Lastly, the callback function is also called with the
``CALLBACK_MSG_SCAN_FINISHED`` message when the scan is finished. In this case
``message_data`` is ``NULL``.

Your callback function must return one of the following values::

  CALLBACK_CONTINUE
  CALLBACK_ABORT
  CALLBACK_ERROR

If it returns ``CALLBACK_CONTINUE`` YARA will continue normally,
``CALLBACK_ABORT`` will abort the scan but the result from the
``yr_rules_scan_XXXX`` function will be ``ERROR_SUCCESS``. On the other hand
``CALLBACK_ERROR`` will abort the scanning too, but the result from
``yr_rules_scan_XXXX`` will be ``ERROR_CALLBACK_ERROR``.

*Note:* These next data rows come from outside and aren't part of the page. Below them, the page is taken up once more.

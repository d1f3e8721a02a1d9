//! PDF export handler.

use axum::{
    extract::{Query, State},
    http::header,
    response::{IntoResponse, Response},
};

use notas::{GradeLookup, NotasError, SearchView, dataset_message};

use super::{SearchParams, blocking, render_page};
use crate::server::error::{ApiError, notas_status};
use crate::server::state::AppState;

/// Download the transcript of the student the query resolves to.
///
/// Failures render the search page with a message instead of a PDF.
pub async fn export_pdf(
    State(state): State<AppState>,
    Query(params): Query<SearchParams>,
) -> Result<Response, ApiError> {
    let lookup = state.lookup.clone();
    let SearchParams { q, nombre } = params.clone();
    let result = blocking(move || {
        lookup.export_pdf(&q, nombre.as_deref()).map_err(|e| {
            let view = failure_view(&lookup, &q, nombre.as_deref(), &e);
            (e, view)
        })
    })
    .await?;

    match result {
        Ok(pdf) => Ok((
            [
                (header::CONTENT_TYPE, "application/pdf".to_string()),
                (
                    header::CONTENT_DISPOSITION,
                    format!("attachment; filename=\"{}\"", pdf.file_name),
                ),
            ],
            pdf.bytes,
        )
            .into_response()),
        Err((e, view)) => {
            tracing::warn!(error = %e, query = %params.q, "transcript export failed");
            Ok((notas_status(&e), render_page(&state, &view)?).into_response())
        }
    }
}

fn failure_view(
    lookup: &GradeLookup,
    q: &str,
    nombre: Option<&str>,
    err: &NotasError,
) -> SearchView {
    match err {
        // Same messages and choices as the results page.
        NotasError::Query(_) | NotasError::NoRecords(_) | NotasError::MultipleStudents { .. } => {
            lookup.search(q, nombre)
        }
        e if notas_status(e) == axum::http::StatusCode::SERVICE_UNAVAILABLE => {
            SearchView::failure(q, dataset_message(e))
        }
        _ => SearchView::failure(q, "Error: No se pudo generar el PDF."),
    }
}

The ``user_data`` argument passed to your callback function is the same you
passed ``yr_rules_scan_XXXX``. This pointer is not touched by YARA, it's just a
way for your program to pass arbitrary data to the callback function.

All ``yr_rules_scan_XXXX`` functions receive a ``flags`` argument and a
``timeout`` argument. The only flag defined at this time is
``SCAN_FLAGS_FAST_MODE``, so you must pass either this flag or a zero value.
The ``timeout`` argument forces the function to return after the specified
number of seconds approximately, with a zero meaning no timeout at all.

The ``SCAN_FLAGS_FAST_MODE`` flag makes the scanning a little faster by avoiding
multiple matches of the same string when not necessary. Once the string was
found in the file it's subsequently ignored, implying that you'll have a
single match for the string, even if it appears multiple times in the scanned
data. This flag has the same effect of the ``-f`` command-line option described
in :ref:`command-line`.


API reference
=============

Data structures
---------------

.. c:type:: YR_COMPILER

  Data structure representing a YARA compiler.

.. c:type:: YR_MATCH

  Data structure representing a string match.

  .. c:member:: int64_t base

    Base offset/address for the match. While scanning a file this field is
    usually zero, while scanning a process memory space this field is the
    virtual address of the memory block where the match was found.

  .. c:member:: int64_t offset

    Offset of the match relative to *base*.

  .. c:member:: int32_t match_length

    Length of the matching string

  .. c:member:: uint8_t* data

    Pointer to a buffer containing a portion of the matching string.

  .. c:member:: int32_t data_length

    Length of ``data`` buffer. ``data_length`` is the minimum of
    ``match_length`` and ``MAX_MATCH_DATA``.

  .. versionchanged:: 3.5.0

.. c:type:: YR_META

  Data structure representing a metadata value.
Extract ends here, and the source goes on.